- Exercise requirements:
What is needed here is an exact reprint of every record below.

- Extracted data:
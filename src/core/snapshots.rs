//! Remote catalog snapshots
//!
//! Shapes of the records the sync collaborator fetches from the server. Converting a snapshot
//! into its row normalises timestamps to storage precision, so mirroring the same snapshot twice
//! compares equal to what is already stored.

use crate::db::models::{
    storage_precision, Book, Collection, Library, ReadList, ReadProgress, Series,
};
use chrono::{DateTime, Utc};
use serde::{Deserialize, Serialize};

#[derive(Debug, Clone, PartialEq, Serialize, Deserialize)]
#[serde(rename_all = "camelCase")]
pub struct InstanceSnapshot {
    pub name: String,
    pub server_url: String,
    pub username: String,
    #[serde(default)]
    pub is_admin: bool,
}

#[derive(Debug, Clone, PartialEq, Serialize, Deserialize)]
#[serde(rename_all = "camelCase")]
pub struct LibrarySnapshot {
    pub id: String,
    pub name: String,
}

impl LibrarySnapshot {
    pub fn into_row(self, instance_id: &str) -> Library {
        Library {
            instance_id: instance_id.to_string(),
            library_id: self.id,
            name: self.name,
        }
    }
}

#[derive(Debug, Clone, PartialEq, Serialize, Deserialize)]
#[serde(rename_all = "camelCase")]
pub struct SeriesSnapshot {
    pub id: String,
    pub library_id: String,
    pub name: String,
    #[serde(default)]
    pub url: String,
    pub created: DateTime<Utc>,
    pub last_modified: DateTime<Utc>,
    pub books_count: i64,
    #[serde(default)]
    pub books_read_count: i64,
    #[serde(default)]
    pub books_unread_count: i64,
    #[serde(default)]
    pub books_in_progress_count: i64,
    #[serde(default)]
    pub metadata: serde_json::Value,
    #[serde(default)]
    pub books_metadata: serde_json::Value,
    #[serde(default)]
    pub deleted: bool,
    #[serde(default)]
    pub oneshot: bool,
}

impl SeriesSnapshot {
    pub fn into_row(self, instance_id: &str) -> Series {
        Series {
            instance_id: instance_id.to_string(),
            series_id: self.id,
            library_id: self.library_id,
            name: self.name,
            url: self.url,
            created: storage_precision(self.created),
            last_modified: storage_precision(self.last_modified),
            books_count: self.books_count,
            books_read_count: self.books_read_count,
            books_unread_count: self.books_unread_count,
            books_in_progress_count: self.books_in_progress_count,
            metadata: self.metadata,
            books_metadata: self.books_metadata,
            deleted: self.deleted,
            oneshot: self.oneshot,
        }
    }
}

#[derive(Debug, Clone, PartialEq, Serialize, Deserialize)]
#[serde(rename_all = "camelCase")]
pub struct ReadProgressSnapshot {
    pub page: i64,
    pub completed: bool,
    #[serde(default)]
    pub read_date: Option<DateTime<Utc>>,
    pub last_modified: DateTime<Utc>,
}

impl ReadProgressSnapshot {
    fn into_progress(self) -> ReadProgress {
        ReadProgress {
            page: self.page,
            completed: self.completed,
            read_date: self.read_date.map(storage_precision),
            last_modified: storage_precision(self.last_modified),
        }
    }
}

#[derive(Debug, Clone, PartialEq, Serialize, Deserialize)]
#[serde(rename_all = "camelCase")]
pub struct BookSnapshot {
    pub id: String,
    pub series_id: String,
    pub library_id: String,
    pub name: String,
    #[serde(default)]
    pub url: String,
    pub number: f64,
    pub number_sort: f64,
    pub created: DateTime<Utc>,
    pub last_modified: DateTime<Utc>,
    #[serde(default)]
    pub size_bytes: i64,
    #[serde(default)]
    pub media: serde_json::Value,
    #[serde(default)]
    pub metadata: serde_json::Value,
    #[serde(default)]
    pub read_progress: Option<ReadProgressSnapshot>,
    #[serde(default)]
    pub deleted: bool,
    #[serde(default)]
    pub oneshot: bool,
    #[serde(default)]
    pub series_title: String,
}

impl BookSnapshot {
    pub fn into_row(self, instance_id: &str) -> Book {
        Book {
            instance_id: instance_id.to_string(),
            book_id: self.id,
            series_id: self.series_id,
            library_id: self.library_id,
            name: self.name,
            url: self.url,
            number: self.number,
            number_sort: self.number_sort,
            created: storage_precision(self.created),
            last_modified: storage_precision(self.last_modified),
            size_bytes: self.size_bytes,
            media: self.media,
            metadata: self.metadata,
            read_progress: self.read_progress.map(ReadProgressSnapshot::into_progress),
            deleted: self.deleted,
            oneshot: self.oneshot,
            series_title: self.series_title,
        }
    }
}

#[derive(Debug, Clone, PartialEq, Serialize, Deserialize)]
#[serde(rename_all = "camelCase")]
pub struct CollectionSnapshot {
    pub id: String,
    pub name: String,
    #[serde(default)]
    pub ordered: bool,
    #[serde(default)]
    pub filtered: bool,
    pub created_date: DateTime<Utc>,
    pub last_modified_date: DateTime<Utc>,
    #[serde(default)]
    pub series_ids: Vec<String>,
}

impl CollectionSnapshot {
    pub fn into_row(self, instance_id: &str) -> Collection {
        Collection {
            instance_id: instance_id.to_string(),
            collection_id: self.id,
            name: self.name,
            ordered: self.ordered,
            filtered: self.filtered,
            created_date: storage_precision(self.created_date),
            last_modified_date: storage_precision(self.last_modified_date),
            series_ids: self.series_ids,
        }
    }
}

#[derive(Debug, Clone, PartialEq, Serialize, Deserialize)]
#[serde(rename_all = "camelCase")]
pub struct ReadListSnapshot {
    pub id: String,
    pub name: String,
    #[serde(default)]
    pub summary: String,
    #[serde(default)]
    pub ordered: bool,
    #[serde(default)]
    pub filtered: bool,
    pub created_date: DateTime<Utc>,
    pub last_modified_date: DateTime<Utc>,
    #[serde(default)]
    pub book_ids: Vec<String>,
}

impl ReadListSnapshot {
    pub fn into_row(self, instance_id: &str) -> ReadList {
        ReadList {
            instance_id: instance_id.to_string(),
            read_list_id: self.id,
            name: self.name,
            summary: self.summary,
            ordered: self.ordered,
            filtered: self.filtered,
            created_date: storage_precision(self.created_date),
            last_modified_date: storage_precision(self.last_modified_date),
            book_ids: self.book_ids,
        }
    }
}

#[cfg(test)]
mod tests {
    use super::*;

    #[test]
    fn test_book_snapshot_from_remote_json() {
        let json = r#"{
            "id": "0B1",
            "seriesId": "0S1",
            "libraryId": "L1",
            "name": "Chapter 1",
            "number": 1,
            "numberSort": 1.5,
            "created": "2024-03-01T10:00:00.123456789Z",
            "lastModified": "2024-03-02T10:00:00Z",
            "sizeBytes": 52428800,
            "media": {"status": "READY", "pagesCount": 24},
            "readProgress": {"page": 12, "completed": false, "lastModified": "2024-03-03T08:00:00Z"}
        }"#;

        let snapshot: BookSnapshot = serde_json::from_str(json).unwrap();
        let book = snapshot.into_row("inst");

        assert_eq!(book.key().to_string(), "inst/0B1");
        assert_eq!(book.number_sort, 1.5);
        assert_eq!(book.created.timestamp_subsec_nanos(), 123_000_000);
        assert_eq!(book.read_progress.as_ref().map(|p| p.page), Some(12));
        assert!(!book.deleted);
        assert_eq!(book.media["pagesCount"], 24);
    }

    #[test]
    fn test_series_snapshot_defaults() {
        let json = r#"{
            "id": "0S1",
            "libraryId": "L1",
            "name": "Series",
            "created": "2024-03-01T10:00:00Z",
            "lastModified": "2024-03-01T10:00:00Z",
            "booksCount": 10,
            "booksUnreadCount": 10
        }"#;
        let series: SeriesSnapshot = serde_json::from_str(json).unwrap();
        let row = series.into_row("inst");
        assert_eq!(row.books_count, 10);
        assert_eq!(row.books_read_count, 0);
        assert_eq!(row.metadata, serde_json::Value::Null);
    }
}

- Output below:
filename src/core/snapshots.rs
//! Remote catalog snapshots
//!
//! Shapes of the records the sync collaborator fetches from the server. Converting a snapshot
//! into its row normalises timestamps to storage precision, so mirroring the same snapshot twice
//! compares equal to what is already stored.

use crate::db::models::{
    storage_precision, Book, Collection, Library, ReadList, ReadProgress, Series,
};
use chrono::{DateTime, Utc};
use serde::{Deserialize, Serialize};

#[derive(Debug, Clone, PartialEq, Serialize, Deserialize)]
#[serde(rename_all = "camelCase")]
pub struct InstanceSnapshot {
    pub name: String,
    pub server_url: String,
    pub username: String,
    #[serde(default)]
    pub is_admin: bool,
}

#[derive(Debug, Clone, PartialEq, Serialize, Deserialize)]
#[serde(rename_all = "camelCase")]
pub struct LibrarySnapshot {
    pub id: String,
    pub name: String,
}

impl LibrarySnapshot {
    pub fn into_row(self, instance_id: &str) -> Library {
        Library {
            instance_id: instance_id.to_string(),
            library_id: self.id,
            name: self.name,
        }
    }
}

#[derive(Debug, Clone, PartialEq, Serialize, Deserialize)]
#[serde(rename_all = "camelCase")]
pub struct SeriesSnapshot {
    pub id: String,
    pub library_id: String,
    pub name: String,
    #[serde(default)]
    pub url: String,
    pub created: DateTime<Utc>,
    pub last_modified: DateTime<Utc>,
    pub books_count: i64,
    #[serde(default)]
    pub books_read_count: i64,
    #[serde(default)]
    pub books_unread_count: i64,
    #[serde(default)]
    pub books_in_progress_count: i64,
    #[serde(default)]
    pub metadata: serde_json::Value,
    #[serde(default)]
    pub books_metadata: serde_json::Value,
    #[serde(default)]
    pub deleted: bool,
    #[serde(default)]
    pub oneshot: bool,
}

impl SeriesSnapshot {
    pub fn into_row(self, instance_id: &str) -> Series {
        Series {
            instance_id: instance_id.to_string(),
            series_id: self.id,
            library_id: self.library_id,
            name: self.name,
            url: self.url,
            created: storage_precision(self.created),
            last_modified: storage_precision(self.last_modified),
            books_count: self.books_count,
            books_read_count: self.books_read_count,
            books_unread_count: self.books_unread_count,
            books_in_progress_count: self.books_in_progress_count,
            metadata: self.metadata,
            books_metadata: self.books_metadata,
            deleted: self.deleted,
            oneshot: self.oneshot,
        }
    }
}

#[derive(Debug, Clone, PartialEq, Serialize, Deserialize)]
#[serde(rename_all = "camelCase")]
pub struct ReadProgressSnapshot {
    pub page: i64,
    pub completed: bool,
    #[serde(default)]
    pub read_date: Option<DateTime<Utc>>,
    pub last_modified: DateTime<Utc>,
}

impl ReadProgressSnapshot {
    fn into_progress(self) -> ReadProgress {
        ReadProgress {
            page: self.page,
            completed: self.completed,
            read_date: self.read_date.map(storage_precision),
            last_modified: storage_precision(self.last_modified),
        }
    }
}

#[derive(Debug, Clone, PartialEq, Serialize, Deserialize)]
#[serde(rename_all = "camelCase")]
pub struct BookSnapshot {
    pub id: String,
    pub series_id: String,
    pub library_id: String,
    pub name: String,
    #[serde(default)]
    pub url: String,
    pub number: f64,
    pub number_sort: f64,
    pub created: DateTime<Utc>,
    pub last_modified: DateTime<Utc>,
    #[serde(default)]
    pub size_bytes: i64,
    #[serde(default)]
    pub media: serde_json::Value,
    #[serde(default)]
    pub metadata: serde_json::Value,
    #[serde(default)]
    pub read_progress: Option<ReadProgressSnapshot>,
    #[serde(default)]
    pub deleted: bool,
    #[serde(default)]
    pub oneshot: bool,
    #[serde(default)]
    pub series_title: String,
}

impl BookSnapshot {
    pub fn into_row(self, instance_id: &str) -> Book {
        Book {
            instance_id: instance_id.to_string(),
            book_id: self.id,
            series_id: self.series_id,
            library_id: self.library_id,
            name: self.name,
            url: self.url,
            number: self.number,
            number_sort: self.number_sort,
            created: storage_precision(self.created),
            last_modified: storage_precision(self.last_modified),
            size_bytes: self.size_bytes,
            media: self.media,
            metadata: self.metadata,
            read_progress: self.read_progress.map(ReadProgressSnapshot::into_progress),
            deleted: self.deleted,
            oneshot: self.oneshot,
            series_title: self.series_title,
        }
    }
}

#[derive(Debug, Clone, PartialEq, Serialize, Deserialize)]
#[serde(rename_all = "camelCase")]
pub struct CollectionSnapshot {
    pub id: String,
    pub name: String,
    #[serde(default)]
    pub ordered: bool,
    #[serde(default)]
    pub filtered: bool,
    pub created_date: DateTime<Utc>,
    pub last_modified_date: DateTime<Utc>,
    #[serde(default)]
    pub series_ids: Vec<String>,
}

impl CollectionSnapshot {
    pub fn into_row(self, instance_id: &str) -> Collection {
        Collection {
            instance_id: instance_id.to_string(),
            collection_id: self.id,
            name: self.name,
            ordered: self.ordered,
            filtered: self.filtered,
            created_date: storage_precision(self.created_date),
            last_modified_date: storage_precision(self.last_modified_date),
            series_ids: self.series_ids,
        }
    }
}

#[derive(Debug, Clone, PartialEq, Serialize, Deserialize)]
#[serde(rename_all = "camelCase")]
pub struct ReadListSnapshot {
    pub id: String,
    pub name: String,
    #[serde(default)]
    pub summary: String,
    #[serde(default)]
    pub ordered: bool,
    #[serde(default)]
    pub filtered: bool,
    pub created_date: DateTime<Utc>,
    pub last_modified_date: DateTime<Utc>,
    #[serde(default)]
    pub book_ids: Vec<String>,
}

impl ReadListSnapshot {
    pub fn into_row(self, instance_id: &str) -> ReadList {
        ReadList {
            instance_id: instance_id.to_string(),
            read_list_id: self.id,
            name: self.name,
            summary: self.summary,
            ordered: self.ordered,
            filtered: self.filtered,
            created_date: storage_precision(self.created_date),
            last_modified_date: storage_precision(self.last_modified_date),
            book_ids: self.book_ids,
        }
    }
}

#[cfg(test)]
mod tests {
    use super::*;

    #[test]
    fn test_book_snapshot_from_remote_json() {
        let json = r#"{
            "id": "0B1",
            "seriesId": "0S1",
            "libraryId": "L1",
            "name": "Chapter 1",
            "number": 1,
            "numberSort": 1.5,
            "created": "2024-03-01T10:00:00.123456789Z",
            "lastModified": "2024-03-02T10:00:00Z",
            "sizeBytes": 52428800,
            "media": {"status": "READY", "pagesCount": 24},
            "readProgress": {"page": 12, "completed": false, "lastModified": "2024-03-03T08:00:00Z"}
        }"#;

        let snapshot: BookSnapshot = serde_json::from_str(json).unwrap();
        let book = snapshot.into_row("inst");

        assert_eq!(book.key().to_string(), "inst/0B1");
        assert_eq!(book.number_sort, 1.5);
        assert_eq!(book.created.timestamp_subsec_nanos(), 123_000_000);
        assert_eq!(book.read_progress.as_ref().map(|p| p.page), Some(12));
        assert!(!book.deleted);
        assert_eq!(book.media["pagesCount"], 24);
    }

    #[test]
    fn test_series_snapshot_defaults() {
        let json = r#"{
            "id": "0S1",
            "libraryId": "L1",
            "name": "Series",
            "created": "2024-03-01T10:00:00Z",
            "lastModified": "2024-03-01T10:00:00Z",
            "booksCount": 10,
            "booksUnreadCount": 10
        }"#;
        let series: SeriesSnapshot = serde_json::from_str(json).unwrap();
        let row = series.into_row("inst");
        assert_eq!(row.books_count, 10);
        assert_eq!(row.books_read_count, 0);
        assert_eq!(row.metadata, serde_json::Value::Null);
    }
}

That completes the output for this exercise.